We pretty much all wanted to  bury our heads in our hands and click our heels together to get home. The really bad part was, only Punkin was allowed to scream and cry; the rest of us had to keep it together. So while the inner me had that crying face where you almost look constipated and definitely look on the edge of sheer terror, the outside me remained calm and only slightly disheveled.

Punkin woke up at 5:00am (the previous day he had woken up at 3:00am, so this was a remarkable improvement), ate a hot dog, tater tots, and watermelon around 6:00am, and then was exceptionally well-behaved until about 10:00am when he started to feel hungry. By the time we arrived at the hospital at 12:30, he was in tears. Oma carried all of our stuff and I carried Punkin up to the pediatric clinic, where they checked him in and took his vitals. Then they brought him back to the recovery area, put numbing cream on both hands and elbows (for his IV placement) and told us to come back in an hour. The nurse made this seem like it would be fun. HA! The kid hasn't been able to eat since 6am and won't get to anytime soon. He couldn't care less about you and your silly ideas.

I don't even remember the exact sequence of events after that. All I know is that at one point he was laughing and playing, another he marched up to the front desk and demanded a "note" (discharge papers) so that we could leave, and at another point I was restraining him to keep him from throwing whatever he could pick up at my face.

Then came the bargaining.

"I hungry."
"We can't eat yet. The doctor needs to take pictures of your stomach to help you to stop throwing up."
"No Doctor!"
"When we're all done, we can eat."
"Get a burger?"
"A McDonalds?"

Now repeat this conversation fifteen times. 
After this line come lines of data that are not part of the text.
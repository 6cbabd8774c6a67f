use configuration::load_config;
use database::{connect, CandleRepository};
use engine::Backtest;
use events::EventQueue;
use execution::SimulatedExecutionHandler;
use market_data::HistoricBars;
use portfolio::NaivePortfolio;
use reporter::KlineReporter;
use strategies::MaCrossover;
use tracing_subscriber::EnvFilter;

/// The main entry point for the Marktide backtesting application.
///
/// Wiring order matters only at construction: the data handler is built
/// first because it is the fatal-error surface (a bad database or an empty
/// symbol universe must abort before any simulation state exists).
#[tokio::main]
async fn main() -> anyhow::Result<()> {
    // Load environment variables from .env file (DATABASE_URL lives there).
    dotenvy::dotenv().ok();

    tracing_subscriber::fmt()
        .with_env_filter(EnvFilter::try_from_default_env().unwrap_or_else(|_| "info".into()))
        .init();

    let config = load_config()?;
    tracing::info!(
        symbols = ?config.backtest.symbols,
        start_time = %config.backtest.start_time,
        "starting backtest"
    );

    let db_pool = connect().await?;
    let repository = CandleRepository::new(db_pool);

    // The single bulk load; everything after this point is in-memory replay.
    let data = HistoricBars::load(&repository, &config.backtest.symbols).await?;
    tracing::info!(steps = data.total_steps(), "aligned replay timeline built");

    let strategy = MaCrossover::new(
        config.strategies.ma_crossover.clone(),
        config.backtest.symbols.clone(),
    )?;
    let portfolio = NaivePortfolio::new(
        config.backtest.symbols.clone(),
        config.backtest.initial_capital,
        config.sizing.clone(),
    );
    let execution = SimulatedExecutionHandler::new(config.simulation.clone());
    let reporter = KlineReporter::new(config.backtest.symbols.clone());

    let mut backtest = Backtest::new(
        EventQueue::new(),
        Box::new(data),
        Box::new(strategy),
        Box::new(portfolio),
        Box::new(execution),
        Box::new(reporter),
    );

    backtest.run().await?;

    Ok(())
}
 After waiting the hour, he refused to drink the sedative they wanted to give him, so several nurses, Oma, and I held him down while the IV was inserted. They also called a Child Life Specialist, who brought *NEW* toys and even gave him his very own Lightning McQueen. After that, things became much funnier much more quickly -- for all of us. There's really nothing like seeing your kid "drunkenly" playing with Lightning McQueen. A little while later, they were able to fully sedate him and about 30 minutes after that it was done. The doctor said there are no glaring abnormalities, but did mention a loose connection between his stomach and esophagus, which makes it easier for food to come up.

As he was waking up from the sedation, he lifted his head and coyly asked, "Go McDonalds?"
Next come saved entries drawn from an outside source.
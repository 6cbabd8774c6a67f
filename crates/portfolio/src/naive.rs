use crate::error::PortfolioError;
use crate::Portfolio;
use chrono::{DateTime, Utc};
use configuration::Sizing;
use core_types::{OrderKind, SignalKind, TradeDirection};
use events::{Event, EventQueue, FillEvent, MarketEvent, OrderEvent, SignalEvent};
use market_data::{DataError, DataHandler};
use rust_decimal::Decimal;
use std::collections::HashMap;

/// A deliberately naive portfolio: every accepted signal is sized to the
/// configured default quantity, scaled by signal strength, with no risk
/// overlay. It tracks signed per-symbol quantities and a cash balance, and
/// records an equity mark at every time step.
pub struct NaivePortfolio {
    sizing: Sizing,
    symbols: Vec<String>,
    cash: Decimal,
    /// Signed quantity per symbol; positive is long, negative is short.
    /// A symbol absent from the map is flat.
    positions: HashMap<String, Decimal>,
    equity_curve: Vec<(DateTime<Utc>, Decimal)>,
}

impl NaivePortfolio {
    /// Creates a new `NaivePortfolio` seeded with the run's initial capital.
    pub fn new(symbols: Vec<String>, initial_capital: Decimal, sizing: Sizing) -> Self {
        Self {
            sizing,
            symbols,
            cash: initial_capital,
            positions: HashMap::new(),
            equity_curve: Vec::new(),
        }
    }

    pub fn cash(&self) -> Decimal {
        self.cash
    }

    /// The signed quantity held for `symbol`; zero when flat.
    pub fn position(&self, symbol: &str) -> Decimal {
        self.positions.get(symbol).copied().unwrap_or(Decimal::ZERO)
    }

    /// The per-step equity marks recorded so far, oldest first.
    pub fn equity_curve(&self) -> &[(DateTime<Utc>, Decimal)] {
        &self.equity_curve
    }

    /// Equity = cash + the mark-to-market value of all open positions.
    fn marked_equity(&self, data: &dyn DataHandler) -> Result<Decimal, PortfolioError> {
        let mut equity = self.cash;
        for (symbol, quantity) in &self.positions {
            if quantity.is_zero() {
                continue;
            }
            // A position can only exist after a fill, which required a
            // revealed bar, so a latest bar is always available here.
            if let Some(bar) = data.latest_bar(symbol)? {
                equity += *quantity * bar.close;
            }
        }
        Ok(equity)
    }
}

impl Portfolio for NaivePortfolio {
    fn update_timeindex(
        &mut self,
        event: &MarketEvent,
        data: &dyn DataHandler,
    ) -> Result<(), PortfolioError> {
        let equity = self.marked_equity(data)?;
        tracing::debug!(timestamp = %event.timestamp, %equity, "marked portfolio equity");
        self.equity_curve.push((event.timestamp, equity));
        Ok(())
    }

    /// Naive sizing: a Long/Short signal on a flat symbol opens a position of
    /// `default_quantity * strength`; an Exit signal on an open symbol closes
    /// it entirely. Everything else is a no-op, so at most one order is
    /// enqueued per signal.
    fn update_signal(
        &mut self,
        event: &SignalEvent,
        data: &dyn DataHandler,
        queue: &EventQueue,
    ) -> Result<(), PortfolioError> {
        // Signals for symbols outside the data universe are skipped, same
        // recovery rule as every other consumer.
        match data.latest_bar(&event.symbol) {
            Err(DataError::UnknownSymbol(_)) => {
                tracing::warn!(symbol = %event.symbol, "signal for unknown symbol, ignoring");
                return Ok(());
            }
            Err(e) => return Err(e.into()),
            Ok(_) => {}
        }

        let held = self.position(&event.symbol);
        let order = match event.kind {
            SignalKind::Long if held.is_zero() => Some(OrderEvent {
                symbol: event.symbol.clone(),
                kind: OrderKind::Market,
                quantity: self.sizing.default_quantity * event.strength,
                direction: TradeDirection::Buy,
            }),
            SignalKind::Short if held.is_zero() => Some(OrderEvent {
                symbol: event.symbol.clone(),
                kind: OrderKind::Market,
                quantity: self.sizing.default_quantity * event.strength,
                direction: TradeDirection::Sell,
            }),
            SignalKind::Exit if !held.is_zero() => Some(OrderEvent {
                symbol: event.symbol.clone(),
                kind: OrderKind::Market,
                quantity: held.abs(),
                direction: if held.is_sign_positive() {
                    TradeDirection::Sell
                } else {
                    TradeDirection::Buy
                },
            }),
            // Already positioned the way the signal asks, or asked to exit
            // while flat.
            _ => None,
        };

        if let Some(order) = order {
            tracing::debug!(symbol = %order.symbol, quantity = %order.quantity,
                direction = ?order.direction, "sized order from signal");
            queue.push(Event::Order(order));
        }
        Ok(())
    }

    fn update_fill(&mut self, event: &FillEvent) -> Result<(), PortfolioError> {
        // Cash moves by the fill cost plus commission; holdings move by the
        // signed fill quantity. The affordability check happens before any
        // state changes, so a rejected fill leaves the portfolio untouched.
        let net_debit = match event.direction {
            TradeDirection::Buy => event.fill_cost + event.commission,
            TradeDirection::Sell => event.commission - event.fill_cost,
        };
        if net_debit > self.cash {
            return Err(PortfolioError::InsufficientCash {
                required: net_debit.to_string(),
                available: self.cash.to_string(),
            });
        }

        self.cash -= net_debit;
        match event.direction {
            TradeDirection::Buy => {
                *self
                    .positions
                    .entry(event.symbol.clone())
                    .or_insert(Decimal::ZERO) += event.quantity;
            }
            TradeDirection::Sell => {
                *self
                    .positions
                    .entry(event.symbol.clone())
                    .or_insert(Decimal::ZERO) -= event.quantity;
            }
        }

        // Flat symbols drop out of the map so `positions` only holds open
        // exposure.
        if self.position(&event.symbol).is_zero() {
            self.positions.remove(&event.symbol);
        }

        tracing::debug!(symbol = %event.symbol, cash = %self.cash,
            position = %self.position(&event.symbol), "applied fill");
        Ok(())
    }
}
We made it. We fed him and then I got him in his bed at home. Free and clear. The horrible day was over.


This was the most wretched vomit I had seen or smelled in a long time. I got him in the shower; he cried the entire time. I cleared the sheets, took his temperature (100.4) and settled him into my bed. As I looked at him, it hit me. I told you the doctor would help you. 
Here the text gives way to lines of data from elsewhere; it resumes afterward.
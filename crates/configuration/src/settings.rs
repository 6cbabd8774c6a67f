use crate::error::ConfigError;
use chrono::{DateTime, Utc};
use rust_decimal::Decimal;
use serde::Deserialize;

/// The root configuration structure for a single backtest run.
#[derive(Debug, Clone, Deserialize)]
pub struct Config {
    pub backtest: Backtest,
    pub simulation: Simulation,
    pub sizing: Sizing,
    pub strategies: Strategies,
}

/// Contains parameters for a single backtest run.
#[derive(Debug, Clone, Deserialize)]
pub struct Backtest {
    /// The universe of symbols the aligned timeline is built from
    /// (e.g., ["BTC-USDT", "ETH-USDT"]).
    pub symbols: Vec<String>,
    /// The initial starting capital that seeds the portfolio's cash.
    pub initial_capital: Decimal,
    /// The nominal start timestamp of the run, logged when the replay begins.
    pub start_time: DateTime<Utc>,
}

/// Contains parameters for the simulated execution handler.
#[derive(Debug, Clone, Deserialize)]
pub struct Simulation {
    /// The commission charged on each fill as a fraction of the fill cost.
    /// 0.0004 corresponds to 0.04%.
    pub commission_pct: Decimal,
    /// The exchange label stamped on simulated fills.
    pub exchange: String,
}

/// Contains parameters for the portfolio's naive position sizing.
#[derive(Debug, Clone, Deserialize)]
pub struct Sizing {
    /// The fixed quantity the naive portfolio orders per signal, before
    /// scaling by signal strength.
    pub default_quantity: Decimal,
}

/// Contains the parameter sets for all available strategies.
#[derive(Debug, Deserialize, Clone)]
pub struct Strategies {
    pub ma_crossover: MaCrossoverParams,
}

/// Parameters for the Double Moving Average Crossover strategy.
#[derive(Debug, Deserialize, Clone)]
pub struct MaCrossoverParams {
    pub fast_period: usize,
    pub slow_period: usize,
}

impl Config {
    /// Checks the cross-field constraints the type system cannot express.
    pub fn validate(&self) -> Result<(), ConfigError> {
        if self.backtest.symbols.is_empty() {
            return Err(ConfigError::ValidationError(
                "backtest.symbols must list at least one symbol".to_string(),
            ));
        }
        if self.backtest.initial_capital <= Decimal::ZERO {
            return Err(ConfigError::ValidationError(
                "backtest.initial_capital must be positive".to_string(),
            ));
        }
        if self.sizing.default_quantity <= Decimal::ZERO {
            return Err(ConfigError::ValidationError(
                "sizing.default_quantity must be positive".to_string(),
            ));
        }
        if self.strategies.ma_crossover.fast_period >= self.strategies.ma_crossover.slow_period {
            return Err(ConfigError::ValidationError(
                "strategies.ma_crossover.fast_period must be less than slow_period".to_string(),
            ));
        }
        Ok(())
    }
}

#[cfg(test)]
mod tests {
    use super::*;
    use chrono::TimeZone;
    use rust_decimal_macros::dec;

    fn sample_config() -> Config {
        Config {
            backtest: Backtest {
                symbols: vec!["BTC-USDT".to_string()],
                initial_capital: dec!(100000),
                start_time: Utc.with_ymd_and_hms(2021, 3, 1, 0, 0, 0).unwrap(),
            },
            simulation: Simulation {
                commission_pct: dec!(0.0004),
                exchange: "SIMULATED".to_string(),
            },
            sizing: Sizing {
                default_quantity: dec!(100),
            },
            strategies: Strategies {
                ma_crossover: MaCrossoverParams {
                    fast_period: 5,
                    slow_period: 13,
                },
            },
        }
    }

    #[test]
    fn valid_config_passes_validation() {
        assert!(sample_config().validate().is_ok());
    }

    #[test]
    fn empty_symbol_universe_is_rejected() {
        let mut config = sample_config();
        config.backtest.symbols.clear();
        assert!(config.validate().is_err());
    }

    #[test]
    fn inverted_ma_periods_are_rejected() {
        let mut config = sample_config();
        config.strategies.ma_crossover.fast_period = 20;
        assert!(config.validate().is_err());
    }
}
use crate::error::StrategyError;
use crate::Strategy;
use core_types::SignalKind;
use events::{Event, EventQueue, MarketEvent, SignalEvent};
use market_data::{DataError, DataHandler};
use rust_decimal_macros::dec;
use std::collections::HashSet;

/// The simplest possible strategy: go long each symbol at its first visible
/// bar and never trade again. Useful as a baseline and as a smoke test of the
/// whole event pipeline.
pub struct BuyAndHold {
    symbols: Vec<String>,
    bought: HashSet<String>,
}

impl BuyAndHold {
    pub fn new(symbols: Vec<String>) -> Self {
        Self {
            symbols,
            bought: HashSet::new(),
        }
    }
}

impl Strategy for BuyAndHold {
    fn calculate_signals(
        &mut self,
        event: &MarketEvent,
        data: &dyn DataHandler,
        queue: &EventQueue,
    ) -> Result<(), StrategyError> {
        for symbol in &self.symbols {
            if self.bought.contains(symbol) {
                continue;
            }

            let bar = match data.latest_bar(symbol) {
                Ok(Some(bar)) => bar,
                // No bar revealed for this symbol yet; try again next step.
                Ok(None) => continue,
                Err(DataError::UnknownSymbol(_)) => {
                    tracing::warn!(%symbol, "symbol not in data universe, skipping");
                    continue;
                }
                Err(e) => return Err(StrategyError::IndicatorError(e.to_string())),
            };

            queue.push(Event::Signal(SignalEvent {
                symbol: symbol.clone(),
                timestamp: bar.timestamp,
                kind: SignalKind::Long,
                strength: dec!(1.0),
            }));
            self.bought.insert(symbol.clone());
            tracing::debug!(%symbol, timestamp = %event.timestamp, "buy-and-hold entry signal");
        }
        Ok(())
    }
}

#[cfg(test)]
mod tests {
    use super::*;
    use database::CandleRow;
    use market_data::HistoricBars;
    use rust_decimal_macros::dec;

    fn rows() -> Vec<CandleRow> {
        ["2021-03-01T00:00:00.000Z", "2021-03-01T00:01:00.000Z"]
            .iter()
            .enumerate()
            .map(|(i, ts)| CandleRow {
                id: i as i64,
                timestamp: ts.to_string(),
                open: dec!(9),
                high: dec!(11),
                low: dec!(8),
                close: dec!(10),
                volume: dec!(1),
                instrument_id: "AAA".to_string(),
            })
            .collect()
    }

    #[tokio::test]
    async fn signals_long_exactly_once_per_symbol() {
        let universe = vec!["AAA".to_string()];
        let mut data = HistoricBars::from_rows(&universe, rows()).unwrap();
        let mut strategy = BuyAndHold::new(universe);
        let queue = EventQueue::new();

        for _ in 0..2 {
            data.update_bars(&queue).await.unwrap();
            let Some(Event::Market(market)) = queue.pop() else {
                panic!("expected a market event");
            };
            strategy
                .calculate_signals(&market, &data, &queue)
                .unwrap();
        }

        // One Long signal from the first step, nothing from the second.
        match queue.pop() {
            Some(Event::Signal(signal)) => {
                assert_eq!(signal.kind, SignalKind::Long);
                assert_eq!(signal.symbol, "AAA");
            }
            other => panic!("expected a signal event, got {:?}", other),
        }
        assert!(queue.pop().is_none());
    }

    #[tokio::test]
    async fn unknown_symbols_are_skipped_without_aborting() {
        let universe = vec!["AAA".to_string()];
        let mut data = HistoricBars::from_rows(&universe, rows()).unwrap();
        // The strategy is configured with a symbol the data handler never
        // loaded; the run must continue regardless.
        let mut strategy = BuyAndHold::new(vec!["AAA".to_string(), "ZZZ".to_string()]);
        let queue = EventQueue::new();

        data.update_bars(&queue).await.unwrap();
        let Some(Event::Market(market)) = queue.pop() else {
            panic!("expected a market event");
        };
        strategy
            .calculate_signals(&market, &data, &queue)
            .unwrap();

        assert!(matches!(queue.pop(), Some(Event::Signal(s)) if s.symbol == "AAA"));
        assert!(queue.pop().is_none());
    }
}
I called Oma, completely lost it on the phone, and then cried into her shoulder when she arrived to comfort me. I felt like I had tortured him all day for no reason. Turns out he is probably allergic to the sedative they gave him, the biopsies were all normal and he forgave me.


Kristiem10 said...

Aww,that makes me want to cry. Poor baby. I wish you guys wouldn't have to deal with so much vomiting. It's just not fair.

Bonnie@TheFragileXFiles said...

Sounds like that day can go down in the record books. At least it's over, and now you know. Nowhere to go but up.

Faydra said...

:-( Sorry. It's good to get the answers but not so good how we have to get them.